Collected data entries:
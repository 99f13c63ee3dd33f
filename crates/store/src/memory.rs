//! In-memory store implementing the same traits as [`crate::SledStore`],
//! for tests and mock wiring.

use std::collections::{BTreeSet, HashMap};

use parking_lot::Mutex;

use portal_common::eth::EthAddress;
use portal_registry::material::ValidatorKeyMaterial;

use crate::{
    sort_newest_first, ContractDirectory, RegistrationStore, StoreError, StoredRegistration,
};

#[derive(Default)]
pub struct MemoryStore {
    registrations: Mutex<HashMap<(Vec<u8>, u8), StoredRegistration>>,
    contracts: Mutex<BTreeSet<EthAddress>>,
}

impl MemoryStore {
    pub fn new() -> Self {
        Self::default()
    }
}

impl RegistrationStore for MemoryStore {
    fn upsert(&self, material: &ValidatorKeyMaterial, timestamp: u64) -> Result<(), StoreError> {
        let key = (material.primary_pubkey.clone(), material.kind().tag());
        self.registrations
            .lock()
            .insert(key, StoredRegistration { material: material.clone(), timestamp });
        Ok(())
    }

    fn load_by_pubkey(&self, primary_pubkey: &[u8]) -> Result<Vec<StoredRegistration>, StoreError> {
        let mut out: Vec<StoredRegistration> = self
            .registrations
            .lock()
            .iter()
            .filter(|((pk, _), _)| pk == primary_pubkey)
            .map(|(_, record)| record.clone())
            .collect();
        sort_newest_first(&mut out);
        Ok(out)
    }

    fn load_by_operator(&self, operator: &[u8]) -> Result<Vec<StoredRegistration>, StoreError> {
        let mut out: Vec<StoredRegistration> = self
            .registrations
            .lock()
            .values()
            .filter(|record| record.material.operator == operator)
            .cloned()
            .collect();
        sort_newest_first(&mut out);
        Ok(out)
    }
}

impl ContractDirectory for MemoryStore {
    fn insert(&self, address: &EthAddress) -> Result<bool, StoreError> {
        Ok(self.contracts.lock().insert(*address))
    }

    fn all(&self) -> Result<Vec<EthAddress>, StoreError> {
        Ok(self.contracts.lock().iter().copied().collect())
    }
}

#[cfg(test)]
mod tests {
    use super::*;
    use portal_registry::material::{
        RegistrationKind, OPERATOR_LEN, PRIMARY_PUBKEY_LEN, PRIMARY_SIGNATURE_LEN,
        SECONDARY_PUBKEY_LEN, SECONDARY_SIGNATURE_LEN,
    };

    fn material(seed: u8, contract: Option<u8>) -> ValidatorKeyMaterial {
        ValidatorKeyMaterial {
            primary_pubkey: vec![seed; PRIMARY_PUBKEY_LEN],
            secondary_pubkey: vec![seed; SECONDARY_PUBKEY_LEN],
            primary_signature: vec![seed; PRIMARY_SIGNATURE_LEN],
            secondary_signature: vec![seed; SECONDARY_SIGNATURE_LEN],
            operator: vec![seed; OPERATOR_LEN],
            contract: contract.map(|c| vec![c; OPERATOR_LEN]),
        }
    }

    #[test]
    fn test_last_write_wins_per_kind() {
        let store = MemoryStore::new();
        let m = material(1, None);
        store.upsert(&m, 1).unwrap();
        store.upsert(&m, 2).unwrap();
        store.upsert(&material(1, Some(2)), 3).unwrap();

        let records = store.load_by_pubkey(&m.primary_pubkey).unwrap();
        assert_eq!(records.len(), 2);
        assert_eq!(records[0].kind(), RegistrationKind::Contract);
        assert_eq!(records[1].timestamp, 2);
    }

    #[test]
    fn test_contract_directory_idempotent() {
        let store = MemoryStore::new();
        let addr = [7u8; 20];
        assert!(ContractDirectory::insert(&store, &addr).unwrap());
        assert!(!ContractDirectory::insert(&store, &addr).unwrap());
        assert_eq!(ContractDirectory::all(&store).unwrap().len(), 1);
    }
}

• **ASSIGNMENT**
Find each line in the data above with the word "ValidatorKeyMaterial", then copy it.

• **YOUR RESPONSE**
use portal_registry::material::ValidatorKeyMaterial;
    fn upsert(&self, material: &ValidatorKeyMaterial, timestamp: u64) -> Result<(), StoreError> {
    fn material(seed: u8, contract: Option<u8>) -> ValidatorKeyMaterial {
        ValidatorKeyMaterial {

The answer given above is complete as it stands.